Friday, August 28, 2020


The prurient scandal surrounding the Falwells causes me to reflect back on the 25+ years I was a fundamentalist evangelical charismatic Christian. 
The culture of fundamentalist Christianity inculcates in its adherents that those in authority (pastors, televangelists, self-proclaimed prophets, etc.) are not to be challenged or scrutinized, lest one be branded as rebellious and ostracized from the church community or be guilty of attacking "God's anointed" and incur the wrath of the Almighty. I was once called a "son of Absalom" for questioning a pastor's authority (Absalom was David's son who committed rebellion against the king and was summarily executed for it). A common epithet applied to a woman who questions authority in the church is that she has a "Jezebel spirit" (named after the wicked biblical queen who worshipped pagan gods and suffered a gruesome death). 
This authoritarian culture within the fundamentalist Christian world results in a serious lack of accountability among its leaders. And then when a leader's transgression does come to light--be it financial or sexual or whatever--the response is "let he who is without sin cast the first stone." In other words, a demand for grace cheapened to the point of worthlessness is called for (unless the fallen one is a women and the matter is sexual, in which case she will never be allowed to forget or rise above her transgression). 
The end result is that the fundamentalist evangelical Christian world is riddled with sin and scandal and cons and scams perpetrated by leaders, and the "flock" gets fleeced over and over again. I've seen it with my own eyes so many times...

Sunday, August 23, 2020

In my faith journey, I've come to the place where I consider myself a follower of Jesus but not a Christian, a Buddhist who eschews ritual along with speculative ideas like reincarnation, a lapsed Quaker who is wary of faith community, an agnostic because I consider it the most honest position, someone who understands and respects and in some ways embraces atheism, a person with a Master's degree in Religion who can say without irony that I'm spiritual but not religious, someone who finds he no longer fits into the categories and silos and sects. This is sometimes liberating and sometimes disconcerting, but it's my journey and I'm happy with it.

Sunday, August 16, 2020

This morning I find myself pondering what's happened here in the U.S. over the last four years. The presidency of Donald Trump is not the thing I find most disturbing (and when I say "disturbing" I really mean "horrifying"); he is an anomaly; a political and sociological and statistical quirk; a polyp in the long intestine of history.

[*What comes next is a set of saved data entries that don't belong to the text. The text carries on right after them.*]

impl OperationExecutor {
    pub fn new(audit: Arc<dyn AuditStore>) -> Self {
        Self {
            cluster_mode: ClusterMode::default(),
            audit,
        }
    }

    pub fn with_cluster_mode(mut self, mode: ClusterMode) -> Self {
        self.cluster_mode = mode;
        self
    }

    /// Apply one operation to the batch. Standardization and merge mutate
    /// `records` in place; detection leaves them untouched.
    pub async fn execute(
        &self,
        operation: &QueuedOperation,
        records: &mut Vec<GuestRecord>,
        run_id: &RunId,
    ) -> Result<OperationOutput, ExecutorError> {
        match &operation.operation {
            Operation::DetectDuplicates { threshold } => {
                let builder = ClusterBuilder::new(*threshold).with_mode(self.cluster_mode);
                let report = builder.report(records);
                debug!(
                    run_id = %run_id,
                    operation_id = %operation.id,
                    groups = report.groups.len(),
                    scanned = report.scanned_records,
                    "Duplicate detection finished"
                );
                Ok(OperationOutput::Duplicates(report))
            }
            Operation::StandardizeField { field, auto_fix } => {
                self.execute_standardize(operation, records, run_id, *field, *auto_fix)
                    .await
            }
            Operation::MergeProfiles {
                primary_id,
                duplicate_ids,
                rules,
            } => {
                self.execute_merge(operation, records, run_id, primary_id, duplicate_ids, rules)
                    .await
            }
        }
    }

    async fn execute_standardize(
        &self,
        operation: &QueuedOperation,
        records: &mut [GuestRecord],
        run_id: &RunId,
        field: StandardField,
        auto_fix: bool,
    ) -> Result<OperationOutput, ExecutorError> {
        let mut report = standardize_records(records, field);

        if auto_fix && report.changed() > 0 {
            let mut affected = Vec::with_capacity(report.suggestions.len());
            let mut before = serde_json::Map::new();
            let mut after = serde_json::Map::new();
            for suggestion in &report.suggestions {
                affected.push(suggestion.record_id.clone());
                before.insert(
                    suggestion.record_id.to_string(),
                    Value::String(suggestion.before.clone()),
                );
                after.insert(
                    suggestion.record_id.to_string(),
                    Value::String(suggestion.after.clone()),
                );
            }

            let entry = self
                .audit
                .append(NewAuditEntry {
                    occurred_at: Utc::now(),
                    actor: ACTOR.to_string(),
                    operation_kind: OperationKind::StandardizeField,
                    operation_id: operation.id.clone(),
                    run_id: Some(run_id.clone()),
                    affected_record_ids: affected,
                    summary: format!(
                        "standardized {} on {} records",
                        field,
                        report.suggestions.len()
                    ),
                    before_summary: Value::Object(before),
                    after_summary: Value::Object(after),
                })
                .await?;

            apply_suggestions(records, &report, field);
            report.audit_entry = Some(entry.entry_id);
            info!(
                run_id = %run_id,
                operation_id = %operation.id,
                field = %field,
                applied = report.suggestions.len(),
                "Applied standardization"
            );
        }

        Ok(OperationOutput::Standardization(report))
    }

    async fn execute_merge(
        &self,
        operation: &QueuedOperation,
        records: &mut Vec<GuestRecord>,
        run_id: &RunId,
        primary_id: &RecordId,
        duplicate_ids: &[RecordId],
        rules: &MergeRules,
    ) -> Result<OperationOutput, ExecutorError> {
        let primary = records
            .iter()
            .find(|record| &record.id == primary_id)
            .cloned()
            .ok_or_else(|| ExecutorError::RecordNotFound(primary_id.clone()))?;

        let mut duplicates = Vec::with_capacity(duplicate_ids.len());
        for id in duplicate_ids {
            let record = records
                .iter()
                .find(|record| &record.id == id)
                .cloned()
                .ok_or_else(|| ExecutorError::RecordNotFound(id.clone()))?;
            duplicates.push(record);
        }

        let duplicate_refs: Vec<&GuestRecord> = duplicates.iter().collect();
        let consolidated = consolidate(&primary, &duplicate_refs, rules);

        // Stage the raw records before touching the batch; the staged
        // snapshot is what makes this merge reversible.
        let before = serde_json::json!({
            "primary": primary,
            "duplicates": duplicates,
        });
        let after = serde_json::to_value(&consolidated)
            .map_err(|e| ExecutorError::Serialization(e.to_string()))?;

        let mut affected = vec![primary_id.clone()];
        affected.extend(duplicate_ids.iter().cloned());

        let entry = self
            .audit
            .append(NewAuditEntry {
                occurred_at: Utc::now(),
                actor: ACTOR.to_string(),
                operation_kind: OperationKind::MergeProfiles,
                operation_id: operation.id.clone(),
                run_id: Some(run_id.clone()),
                affected_record_ids: affected,
                summary: format!(
                    "merged {} duplicates into {}",
                    duplicate_ids.len(),
                    primary_id
                ),
                before_summary: before,
                after_summary: after,
            })
            .await?;

        records.retain(|record| !duplicate_ids.contains(&record.id));
        if let Some(slot) = records.iter_mut().find(|record| &record.id == primary_id) {
            *slot = consolidated.clone();
        }

        info!(
            run_id = %run_id,
            operation_id = %operation.id,
            primary = %primary_id,
            merged = duplicate_ids.len(),
            "Applied profile merge"
        );

        Ok(OperationOutput::Merge(MergeReport {
            primary_id: primary_id.clone(),
            merged_ids: duplicate_ids.to_vec(),
            consolidated,
            audit_entry: entry.entry_id,
        }))
    }
}
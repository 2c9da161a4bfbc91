//! Resumable execution engine.
//!
//! Operation sequences run through a [`TaskRunner`] that executes
//! non-gated work immediately and suspends, as a batch, on everything
//! the approval gate holds back. A suspended run is a plain value: its
//! [`ExecutionState`] serializes, crosses process boundaries, and picks
//! up exactly where it left off when decisions arrive. The
//! [`Orchestrator`] in front maps classified request profiles onto
//! operation plans.

#![deny(unsafe_code)]

mod error;
pub mod executor;
pub mod history;
pub mod orchestrator;
pub mod runner;
pub mod state;

pub use error::{EngineError, EngineResult, ExecutorError};
pub use executor::{MergeReport, OperationExecutor, OperationOutput};
pub use history::{RunEntry, RunHistory, DEFAULT_RUN_CAPACITY};
pub use orchestrator::{
    Complexity, ExecutionPattern, Intent, Orchestrator, RequestProfile, Route, RoutePlan,
};
pub use runner::TaskRunner;
pub use state::{
    CompletedOperation, ExecutionState, FailedOperation, RunEvent, SkippedOperation,
};
//! Bounded run log: a capped, evict-oldest collection of runs.

use crate::state::ExecutionState;
use std::collections::VecDeque;
use stayline_types::{GuestRecord, RunId};
use tracing::debug;

pub const DEFAULT_RUN_CAPACITY: usize = 64;

/// One tracked run: its state plus the record batch it operates on.
#[derive(Clone, Debug)]
pub struct RunEntry {
    pub state: ExecutionState,
    pub records: Vec<GuestRecord>,
}

/// Capped append log of runs. At capacity the oldest run is evicted,
/// whatever state it is in; retention beyond the cap is the caller's
/// concern (export the state first).
#[derive(Debug)]
pub struct RunHistory {
    capacity: usize,
    runs: VecDeque<RunEntry>,
}

impl RunHistory {
    pub fn new(capacity: usize) -> Self {
        Self {
            capacity: capacity.max(1),
            runs: VecDeque::new(),
        }
    }

    pub fn push(&mut self, entry: RunEntry) {
        if self.runs.len() == self.capacity {
            if let Some(evicted) = self.runs.pop_front() {
                debug!(run_id = %evicted.state.run_id, "Evicted oldest run from history");
            }
        }
        self.runs.push_back(entry);
    }

    pub fn get(&self, run_id: &RunId) -> Option<&RunEntry> {
        self.runs.iter().find(|entry| &entry.state.run_id == run_id)
    }

    pub fn get_mut(&mut self, run_id: &RunId) -> Option<&mut RunEntry> {
        self.runs
            .iter_mut()
            .find(|entry| &entry.state.run_id == run_id)
    }

    pub fn len(&self) -> usize {
        self.runs.len()
    }

    pub fn is_empty(&self) -> bool {
        self.runs.is_empty()
    }
}

impl Default for RunHistory {
    fn default() -> Self {
        Self::new(DEFAULT_RUN_CAPACITY)
    }
}

#[cfg(test)]
mod tests {
    use super::*;

    fn make_entry() -> RunEntry {
        RunEntry {
            state: ExecutionState::new(Vec::new()),
            records: Vec::new(),
        }
    }

    #[test]
    fn capacity_evicts_the_oldest_run() {
        let mut history = RunHistory::new(2);
        let first = make_entry();
        let evicted_id = first.state.run_id.clone();
        history.push(first);
        history.push(make_entry());
        history.push(make_entry());

        assert_eq!(history.len(), 2);
        assert!(history.get(&evicted_id).is_none());
    }

    #[test]
    fn lookup_finds_runs_by_id() {
        let mut history = RunHistory::default();
        let entry = make_entry();
        let run_id = entry.state.run_id.clone();
        history.push(entry);

        assert!(history.get(&run_id).is_some());
        assert!(history.get_mut(&run_id).is_some());
        assert!(history.get(&RunId::generate()).is_none());
    }
}
//! Merge consolidation: fold duplicate records into their primary.
//!
//! Consolidation is a pure computation. The caller stages the result
//! to the audit log together with the raw inputs; nothing here touches
//! primary storage.

use stayline_types::{GuestRecord, MergeRules};
use tracing::debug;

/// Consolidate duplicates into the primary under the given rules.
///
/// With `keep_latest_contact`, contact fields come from the most
/// recently seen record carrying a value. With `sum_financial_data`,
/// booking counts and revenue are summed over every record. With
/// `preserve_visit_history`, the consolidated stay reflects the most
/// recent visit.
pub fn consolidate(
    primary: &GuestRecord,
    duplicates: &[&GuestRecord],
    rules: &MergeRules,
) -> GuestRecord {
    let mut merged = primary.clone();

    // Primary first, then duplicates, ordered most recent stay first.
    let mut by_recency: Vec<&GuestRecord> = Vec::with_capacity(1 + duplicates.len());
    by_recency.push(primary);
    by_recency.extend(duplicates.iter().copied());
    by_recency.sort_by(|a, b| b.stay.arrival.cmp(&a.stay.arrival));

    if rules.keep_latest_contact {
        merged.phone = first_non_empty(&by_recency, |r| &r.phone);
        merged.email = first_non_empty(&by_recency, |r| &r.email);
        merged.id_number = first_non_empty(&by_recency, |r| &r.id_number);
        merged.nationality = first_non_empty(&by_recency, |r| &r.nationality);
    }

    if rules.sum_financial_data {
        merged.booking_count =
            primary.booking_count + duplicates.iter().map(|r| r.booking_count).sum::<u64>();
        merged.revenue_sum =
            primary.revenue_sum + duplicates.iter().map(|r| r.revenue_sum).sum::<f64>();
    }

    if rules.preserve_visit_history {
        if let Some(most_recent) = by_recency.first() {
            merged.stay = most_recent.stay.clone();
        }
    }

    debug!(
        primary = %primary.id,
        duplicates = duplicates.len(),
        "Consolidated duplicate records"
    );

    merged
}

fn first_non_empty<'a>(
    records: &[&'a GuestRecord],
    field: impl Fn(&'a GuestRecord) -> &'a String,
) -> String {
    records
        .iter()
        .copied()
        .map(field)
        .find(|value| !value.is_empty())
        .cloned()
        .unwrap_or_default()
}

Sure Trump is an awful person, stunted in empathy, morality and intellect, but he would have remained a ne'er do well reality television personality if not for the people who enabled him. And this is the part that truly horrifies me: that politicians and bureaucrats promoted him and swore fealty to him, and carried out his toxic policies, and defended his indefensible actions; that federal law enforcement agents--average men and women--put children in cages, and tried to turn back people arriving on flights from countries that Trump had suddenly and capriciously banned with the stroke of a pen, and brutally attacked U.S. citizens peacefully protesting in U.S. cities (even violently clearing the streets of the U.S. capital so that Trump could have a photo opportunity in front of a church he doesn't attend holding a bible he doesn't understand).

When Trump is gone, his appointees that can be sacked will be sacked, his policies gradually reversed, his behavior scrutinized under legal microscopes for years to come so that he will spend the remainder of his life fighting to stay out of prison. Trust will slowly be rebuilt with our allies around the world. Loopholes will be closed and new laws will be enacted to prevent in future some of the most egregious acts perpetrated by Trump and his administration. His former cronies and sycophants and enablers will write books attempting to exonerate themselves, or become Fox News hosts, or fade into quiet obscurity.

But what will remain will be neighbors and friends and family members who accepted Trump's rank racism and misogyny and xenophobia and corruption. The revelation won't soon fade that an expedient moral equivalency lurked under the skin; a willingness to turn a blind eye to egregious acts and rhetoric and attitudes; a pharisaical moral brittleness that missed the teachings of Jesus by miles; a tribal willingness to welcome authoritarian violence.

Those are the things that are going to haunt me for a long time.